# FR: ça fera longtemps que je ne serai plus de ce monde



## Icetrance

Bonsoir,

Je ne pense pas que _"Ça fera longtemps que je ne serai plus de ce monde"_ soit une phrase grammaticalement correcte. Pour moi, le verbe de la clause dépendante aurait dû se mettre au futur antérieur, ce qui aurait donné_ "Ça fera longtemps que je n'aurai plus été de ce monde."_

Traduction: I will have been gone from this world for a long time (by then).

Ai-je tort ou raison?


----------



## Maître Capello

Je mettrais quand même le futur puisque ce sera encore vrai et que ça continuera pendant encore un certain temps ! 

D'ailleurs au présent, on utiliserait deux verbes au présent ; au passé, deux imparfaits…

_Ça *fera* longtemps que je ne *serai* plus de ce monde
__Ça *fait* longtemps que je ne *suis* plus de ce monde
__Ça *faisait* longtemps que je n'*étais* plus de ce monde_


----------



## Icetrance

Et voici l'original, au futur antérieur, écrit dans mon premier post. C'est le sens que j'avais en tête hier en l'écrivant. C'est pourquoi je comprenais la phrase dans laquelle se trouvait le temps futur "ne serai plus"

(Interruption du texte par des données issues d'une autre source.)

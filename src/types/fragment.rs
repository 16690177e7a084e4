//! Graph fragments returned by engine operations.

use std::collections::HashSet;

use serde::Serialize;

use super::node::Node;
use super::relation::{Relation, RelationKey};

/// A normalized piece of the graph: nodes plus the edges between them.
#[derive(Debug, Clone, Default, PartialEq, Serialize)]
pub struct GraphFragment {
    /// Nodes, in the order the producing operation ranked them.
    pub nodes: Vec<Node>,
    /// Edges, each at most once.
    pub edges: Vec<Relation>,
}

impl GraphFragment {
    /// Create an empty fragment.
    pub fn new() -> Self {
        Self::default()
    }

    /// Whether the fragment has no nodes.
    pub fn is_empty(&self) -> bool {
        self.nodes.is_empty()
    }

    /// Names of the nodes, in order.
    pub fn names(&self) -> Vec<&str> {
        self.nodes.iter().map(|n| n.name.as_str()).collect()
    }

    /// Whether a node with this name is part of the fragment.
    pub fn contains(&self, name: &str) -> bool {
        self.nodes.iter().any(|n| n.name == name)
    }

    /// Append a node unless one with the same name is already present.
    pub fn push_node(&mut self, node: Node) -> bool {
        if self.contains(&node.name) {
            return false;
        }
        self.nodes.push(node);
        true
    }

    /// Append an edge unless one with the same identity is already present.
    pub fn push_edge(&mut self, edge: Relation) -> bool {
        let key = edge.key();
        if self.edges.iter().any(|e| e.key() == key) {
            return false;
        }
        self.edges.push(edge);
        true
    }

    /// Merge another fragment into this one, keeping first occurrences.
    pub fn extend(&mut self, other: GraphFragment) {
        let mut names: HashSet<String> = self.nodes.iter().map(|n| n.name.clone()).collect();
        for node in other.nodes {
            if names.insert(node.name.clone()) {
                self.nodes.push(node);
            }
        }
        let mut keys: HashSet<RelationKey> = self.edges.iter().map(Relation::key).collect();
        for edge in other.edges {
            if keys.insert(edge.key()) {
                self.edges.push(edge);
            }
        }
    }
}

/// A node with a relevance or similarity score.
#[derive(Debug, Clone, PartialEq, Serialize)]
pub struct ScoredNode {
    pub node: Node,
    pub score: f32,
}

Ça *fera* longtemps que *je n'aurai plus été* de ce monde = *I will have been gone from this world a long time by then* (je ne suis pas encore mort. D'ici là, ça fera longtemps après que je serai mort.

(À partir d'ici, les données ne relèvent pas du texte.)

//! Graph storage and traversal: the adapter boundary and the in-memory reference store.

pub mod builder;
pub mod memory_graph;
pub mod store;
pub mod traversal;

pub use builder::GraphBuilder;
pub use memory_graph::{GraphStats, MemoryGraph};
pub use store::GraphStore;
pub use traversal::{dijkstra, weighted_dfs, TraversalDirection};
//! # SCROLLGRID Core
//!
//! Spatial partitioning for a horizontally scrolling 2D world:
//! - A fixed-size grid of quadrants covering the viewport plus a margin
//! - A sliding window that recycles columns as the world scrolls
//! - Per-frame membership of things in quadrants, with redraw flags
//!
//! ## Frame Flow
//!
//! ```text
//! update_window(dx) ──> recycle columns past the trigger ──> shift hook
//!        │
//! determine_all(things) ──> thing <-> quadrant membership ──> dirty flags
//!        │
//! renderer ──> changed_quadrants() ──> clear_changed()
//! ```
//!
//! ## Example
//!
//! ```rust,ignore
//! use scrollgrid_core::{GridConfig, HeadlessSurfaces, QuadrantGrid};
//!
//! let mut grid = QuadrantGrid::from_config(&GridConfig::default(), HeadlessSurfaces::new())?;
//!
//! grid.update_window(scroll_dx);
//! grid.determine_all(&mut [&mut players[..], &mut enemies[..]]);
//! for quadrant in grid.changed_quadrants() {
//!     // redraw
//! }
//! grid.clear_changed();
//! ```

#![deny(missing_docs)]
#![deny(unsafe_code)]
#![deny(clippy::all)]
#![warn(clippy::pedantic)]
#![deny(clippy::perf)]

pub mod bounds;
pub mod config;
pub mod error;
pub mod grid;
pub mod layout;
pub mod membership;
pub mod quadrant;
pub mod stats;
pub mod surface;
pub mod sync;
pub mod thing;
mod window;

pub use bounds::Bounds;
pub use config::GridConfig;
pub use error::{GridError, GridResult};
pub use grid::{ColumnShift, QuadrantGrid, ShiftHook};
pub use layout::GridLayout;
pub use membership::Coverage;
pub use quadrant::{Column, ColumnId, Quadrant, QuadrantId};
pub use stats::{GridStats, PassStats};
pub use surface::{Canvas, CanvasContext, CanvasFactory, HeadlessSurfaces, Rgba, SurfaceFactory};
pub use sync::SharedGrid;
pub use thing::{Occupancy, Thing, ThingId, ThingRecord};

C'est pas vraiment compliqué, si et seulement si, un contexte est bel et bien fourni. Je ne suis pas fou, Maître Capello (pas encore...peut-être un tout petit peu). Comprendre les choses sans contexte m'embrouille comme tout. Pourquoi tenté-je le faire?


----------



## Icetrance

Quand je repense ce que j'avais dit l'autre jour (pas tout à fait correct), je commence à voir qu'il n'y a aucune différence entre:

Je ne fais pas de différence entre:

_1) Ça fera longtemps que je ne serai plus de ce monde._

_2) Ça fera longtemps que je n'aurai plus été de ce monde._

_Je suis très embrouillé._


En anglais, on dira quelque chose comme:

I will have been gone a long time from this world (by then).
I will have been gone from this world a long time (by then)


----------



## Maître Capello

_Ça *fera* longtemps que je ne *serai* plus de ce monde_ = I will have been gone a long time from this world.
(Je suis encore vivant, mais à cette époque lointaine, je serai mort depuis longtemps.)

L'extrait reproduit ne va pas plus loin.